//! Core domain types for Nine Men's Morris.

use serde::{Deserialize, Serialize};
use tracing::instrument;

/// Number of nodes on the board graph.
pub const NODE_COUNT: usize = 24;

/// Pieces each side starts with in hand.
pub const PIECES_PER_SIDE: u8 = 9;

/// One of the two players.
#[derive(
    Debug,
    Clone,
    Copy,
    PartialEq,
    Eq,
    Hash,
    Serialize,
    Deserialize,
    strum::EnumIter,
    strum::Display,
)]
#[serde(rename_all = "lowercase")]
pub enum Side {
    /// White (moves first).
    White,
    /// Black (moves second).
    Black,
}

impl Side {
    /// Returns the opponent side.
    pub fn opponent(self) -> Self {
        match self {
            Side::White => Side::Black,
            Side::Black => Side::White,
        }
    }

    /// Stable index used for per-side arrays (White = 0, Black = 1).
    pub fn index(self) -> usize {
        match self {
            Side::White => 0,
            Side::Black => 1,
        }
    }
}

/// A node index on the board, always in `[0, 24)`.
///
/// The only way to obtain a `Node` is through [`Node::new`] or
/// [`Node::all`], so every move built from nodes is in range.
#[derive(Debug, Clone, Copy, PartialEq, Eq, PartialOrd, Ord, Hash, Serialize, Deserialize)]
#[serde(try_from = "u8", into = "u8")]
pub struct Node(u8);

impl Node {
    /// Creates a node from an index, or `None` when out of range.
    pub fn new(index: usize) -> Option<Self> {
        (index < NODE_COUNT).then_some(Self(index as u8))
    }

    /// Returns the node index.
    pub fn index(self) -> usize {
        self.0 as usize
    }

    /// Iterates over all 24 nodes in index order.
    pub fn all() -> impl Iterator<Item = Node> {
        (0..NODE_COUNT as u8).map(Node)
    }
}

impl TryFrom<u8> for Node {
    type Error = String;

    fn try_from(value: u8) -> Result<Self, Self::Error> {
        Node::new(value as usize).ok_or_else(|| format!("node index {value} out of range"))
    }
}

impl From<Node> for u8 {
    fn from(node: Node) -> Self {
        node.0
    }
}

impl std::fmt::Display for Node {
    fn fmt(&self, f: &mut std::fmt::Formatter<'_>) -> std::fmt::Result {
        write!(f, "{}", self.0)
    }
}

/// Occupancy of a single node.
#[derive(Debug, Clone, Copy, PartialEq, Eq, Hash, Serialize, Deserialize, Default)]
pub enum Cell {
    /// No piece on the node.
    #[default]
    Empty,
    /// Node holds a piece of the given side.
    Occupied(Side),
}

/// Immutable snapshot of a game: node occupancy plus the side to move.
///
/// Besides the 24 cells, a position remembers how many pieces each side
/// still holds in hand and how many plies were played in the movement
/// phase since the last capture. Both are needed to generate legal moves
/// and to detect the no-mill draw from the snapshot alone.
#[derive(Debug, Clone, Copy, PartialEq, Eq, Hash, Serialize, Deserialize)]
pub struct Position {
    cells: [Cell; NODE_COUNT],
    to_move: Side,
    in_hand: [u8; 2],
    plies_without_mill: u8,
}

impl Position {
    /// Starting position: empty board, nine pieces in each hand, White to move.
    #[instrument]
    pub fn new() -> Self {
        Self {
            cells: [Cell::Empty; NODE_COUNT],
            to_move: Side::White,
            in_hand: [PIECES_PER_SIDE; 2],
            plies_without_mill: 0,
        }
    }

    /// Builds a position from explicit cells with both hands empty.
    pub fn from_cells(cells: [Cell; NODE_COUNT], to_move: Side) -> Self {
        Self {
            cells,
            to_move,
            in_hand: [0; 2],
            plies_without_mill: 0,
        }
    }

    /// Returns a copy with `count` pieces left in `side`'s hand.
    pub fn with_in_hand(mut self, side: Side, count: u8) -> Self {
        self.in_hand[side.index()] = count;
        self
    }

    /// Returns a copy with the no-mill ply counter set.
    pub fn with_plies_without_mill(mut self, plies: u8) -> Self {
        self.plies_without_mill = plies;
        self
    }

    /// Returns the cell at `node`.
    pub fn cell(&self, node: Node) -> Cell {
        self.cells[node.index()]
    }

    /// Returns all cells in node order.
    pub fn cells(&self) -> &[Cell; NODE_COUNT] {
        &self.cells
    }

    /// Returns true if `node` is empty.
    pub fn is_empty(&self, node: Node) -> bool {
        self.cell(node) == Cell::Empty
    }

    /// Returns the owner of the piece on `node`, if any.
    pub fn owner(&self, node: Node) -> Option<Side> {
        match self.cell(node) {
            Cell::Occupied(side) => Some(side),
            Cell::Empty => None,
        }
    }

    /// Returns the side to move.
    pub fn to_move(&self) -> Side {
        self.to_move
    }

    /// Pieces `side` has not placed yet.
    pub fn in_hand(&self, side: Side) -> u8 {
        self.in_hand[side.index()]
    }

    /// Plies played in the movement phase since the last capture.
    pub fn plies_without_mill(&self) -> u8 {
        self.plies_without_mill
    }

    /// Pieces `side` has on the board.
    pub fn on_board(&self, side: Side) -> u8 {
        self.cells
            .iter()
            .filter(|cell| **cell == Cell::Occupied(side))
            .count() as u8
    }

    /// Pieces on the board plus pieces in hand.
    pub fn material(&self, side: Side) -> u8 {
        self.on_board(side) + self.in_hand(side)
    }

    /// True while either side still has pieces to place.
    pub fn is_placement_phase(&self) -> bool {
        self.in_hand.iter().any(|count| *count > 0)
    }

    /// Nodes holding a piece of `side`, in index order.
    pub fn nodes_of(&self, side: Side) -> impl Iterator<Item = Node> + '_ {
        Node::all().filter(move |node| self.owner(*node) == Some(side))
    }

    /// Empty nodes, in index order.
    pub fn empty_nodes(&self) -> impl Iterator<Item = Node> + '_ {
        Node::all().filter(|node| self.is_empty(*node))
    }

    /// Compares occupancy, side to move and pieces in hand, ignoring the
    /// ply counter.
    ///
    /// Used for repetition detection, where the ply counter differs
    /// between otherwise identical positions.
    pub fn same_arrangement(&self, other: &Position) -> bool {
        self.cells == other.cells && self.to_move == other.to_move && self.in_hand == other.in_hand
    }

    pub(crate) fn set(&mut self, node: Node, cell: Cell) {
        self.cells[node.index()] = cell;
    }

    pub(crate) fn take_from_hand(&mut self, side: Side) {
        let slot = &mut self.in_hand[side.index()];
        *slot = slot.saturating_sub(1);
    }

    pub(crate) fn set_to_move(&mut self, side: Side) {
        self.to_move = side;
    }

    pub(crate) fn set_plies_without_mill(&mut self, plies: u8) {
        self.plies_without_mill = plies;
    }
}

impl Default for Position {
    fn default() -> Self {
        Self::new()
    }
}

What you should do:
Write out every entry word for word.

Reply:
//! Core domain types for Nine Men's Morris.

use serde::{Deserialize, Serialize};
use tracing::instrument;

/// Number of nodes on the board graph.
pub const NODE_COUNT: usize = 24;

/// Pieces each side starts with in hand.
pub const PIECES_PER_SIDE: u8 = 9;

/// One of the two players.
#[derive(
    Debug,
    Clone,
    Copy,
    PartialEq,
    Eq,
    Hash,
    Serialize,
    Deserialize,
    strum::EnumIter,
    strum::Display,
)]
#[serde(rename_all = "lowercase")]
pub enum Side {
    /// White (moves first).
    White,
    /// Black (moves second).
    Black,
}

impl Side {
    /// Returns the opponent side.
    pub fn opponent(self) -> Self {
        match self {
            Side::White => Side::Black,
            Side::Black => Side::White,
        }
    }

    /// Stable index used for per-side arrays (White = 0, Black = 1).
    pub fn index(self) -> usize {
        match self {
            Side::White => 0,
            Side::Black => 1,
        }
    }
}

/// A node index on the board, always in `[0, 24)`.
///
/// The only way to obtain a `Node` is through [`Node::new`] or
/// [`Node::all`], so every move built from nodes is in range.
#[derive(Debug, Clone, Copy, PartialEq, Eq, PartialOrd, Ord, Hash, Serialize, Deserialize)]
#[serde(try_from = "u8", into = "u8")]
pub struct Node(u8);

impl Node {
    /// Creates a node from an index, or `None` when out of range.
    pub fn new(index: usize) -> Option<Self> {
        (index < NODE_COUNT).then_some(Self(index as u8))
    }

    /// Returns the node index.
    pub fn index(self) -> usize {
        self.0 as usize
    }

    /// Iterates over all 24 nodes in index order.
    pub fn all() -> impl Iterator<Item = Node> {
        (0..NODE_COUNT as u8).map(Node)
    }
}

impl TryFrom<u8> for Node {
    type Error = String;

    fn try_from(value: u8) -> Result<Self, Self::Error> {
        Node::new(value as usize).ok_or_else(|| format!("node index {value} out of range"))
    }
}

impl From<Node> for u8 {
    fn from(node: Node) -> Self {
        node.0
    }
}

impl std::fmt::Display for Node {
    fn fmt(&self, f: &mut std::fmt::Formatter<'_>) -> std::fmt::Result {
        write!(f, "{}", self.0)
    }
}

/// Occupancy of a single node.
#[derive(Debug, Clone, Copy, PartialEq, Eq, Hash, Serialize, Deserialize, Default)]
pub enum Cell {
    /// No piece on the node.
    #[default]
    Empty,
    /// Node holds a piece of the given side.
    Occupied(Side),
}

/// Immutable snapshot of a game: node occupancy plus the side to move.
///
/// Besides the 24 cells, a position remembers how many pieces each side
/// still holds in hand and how many plies were played in the movement
/// phase since the last capture. Both are needed to generate legal moves
/// and to detect the no-mill draw from the snapshot alone.
#[derive(Debug, Clone, Copy, PartialEq, Eq, Hash, Serialize, Deserialize)]
pub struct Position {
    cells: [Cell; NODE_COUNT],
    to_move: Side,
    in_hand: [u8; 2],
    plies_without_mill: u8,
}

impl Position {
    /// Starting position: empty board, nine pieces in each hand, White to move.
    #[instrument]
    pub fn new() -> Self {
        Self {
            cells: [Cell::Empty; NODE_COUNT],
            to_move: Side::White,
            in_hand: [PIECES_PER_SIDE; 2],
            plies_without_mill: 0,
        }
    }

    /// Builds a position from explicit cells with both hands empty.
    pub fn from_cells(cells: [Cell; NODE_COUNT], to_move: Side) -> Self {
        Self {
            cells,
            to_move,
            in_hand: [0; 2],
            plies_without_mill: 0,
        }
    }

    /// Returns a copy with `count` pieces left in `side`'s hand.
    pub fn with_in_hand(mut self, side: Side, count: u8) -> Self {
        self.in_hand[side.index()] = count;
        self
    }

    /// Returns a copy with the no-mill ply counter set.
    pub fn with_plies_without_mill(mut self, plies: u8) -> Self {
        self.plies_without_mill = plies;
        self
    }

    /// Returns the cell at `node`.
    pub fn cell(&self, node: Node) -> Cell {
        self.cells[node.index()]
    }

    /// Returns all cells in node order.
    pub fn cells(&self) -> &[Cell; NODE_COUNT] {
        &self.cells
    }

    /// Returns true if `node` is empty.
    pub fn is_empty(&self, node: Node) -> bool {
        self.cell(node) == Cell::Empty
    }

    /// Returns the owner of the piece on `node`, if any.
    pub fn owner(&self, node: Node) -> Option<Side> {
        match self.cell(node) {
            Cell::Occupied(side) => Some(side),
            Cell::Empty => None,
        }
    }

    /// Returns the side to move.
    pub fn to_move(&self) -> Side {
        self.to_move
    }

    /// Pieces `side` has not placed yet.
    pub fn in_hand(&self, side: Side) -> u8 {
        self.in_hand[side.index()]
    }

    /// Plies played in the movement phase since the last capture.
    pub fn plies_without_mill(&self) -> u8 {
        self.plies_without_mill
    }

    /// Pieces `side` has on the board.
    pub fn on_board(&self, side: Side) -> u8 {
        self.cells
            .iter()
            .filter(|cell| **cell == Cell::Occupied(side))
            .count() as u8
    }

    /// Pieces on the board plus pieces in hand.
    pub fn material(&self, side: Side) -> u8 {
        self.on_board(side) + self.in_hand(side)
    }

    /// True while either side still has pieces to place.
    pub fn is_placement_phase(&self) -> bool {
        self.in_hand.iter().any(|count| *count > 0)
    }

    /// Nodes holding a piece of `side`, in index order.
    pub fn nodes_of(&self, side: Side) -> impl Iterator<Item = Node> + '_ {
        Node::all().filter(move |node| self.owner(*node) == Some(side))
    }

    /// Empty nodes, in index order.
    pub fn empty_nodes(&self) -> impl Iterator<Item = Node> + '_ {
        Node::all().filter(|node| self.is_empty(*node))
    }

    /// Compares occupancy, side to move and pieces in hand, ignoring the
    /// ply counter.
    ///
    /// Used for repetition detection, where the ply counter differs
    /// between otherwise identical positions.
    pub fn same_arrangement(&self, other: &Position) -> bool {
        self.cells == other.cells && self.to_move == other.to_move && self.in_hand == other.in_hand
    }

    pub(crate) fn set(&mut self, node: Node, cell: Cell) {
        self.cells[node.index()] = cell;
    }

    pub(crate) fn take_from_hand(&mut self, side: Side) {
        let slot = &mut self.in_hand[side.index()];
        *slot = slot.saturating_sub(1);
    }

    pub(crate) fn set_to_move(&mut self, side: Side) {
        self.to_move = side;
    }

    pub(crate) fn set_plies_without_mill(&mut self, plies: u8) {
        self.plies_without_mill = plies;
    }
}

impl Default for Position {
    fn default() -> Self {
        Self::new()
    }
}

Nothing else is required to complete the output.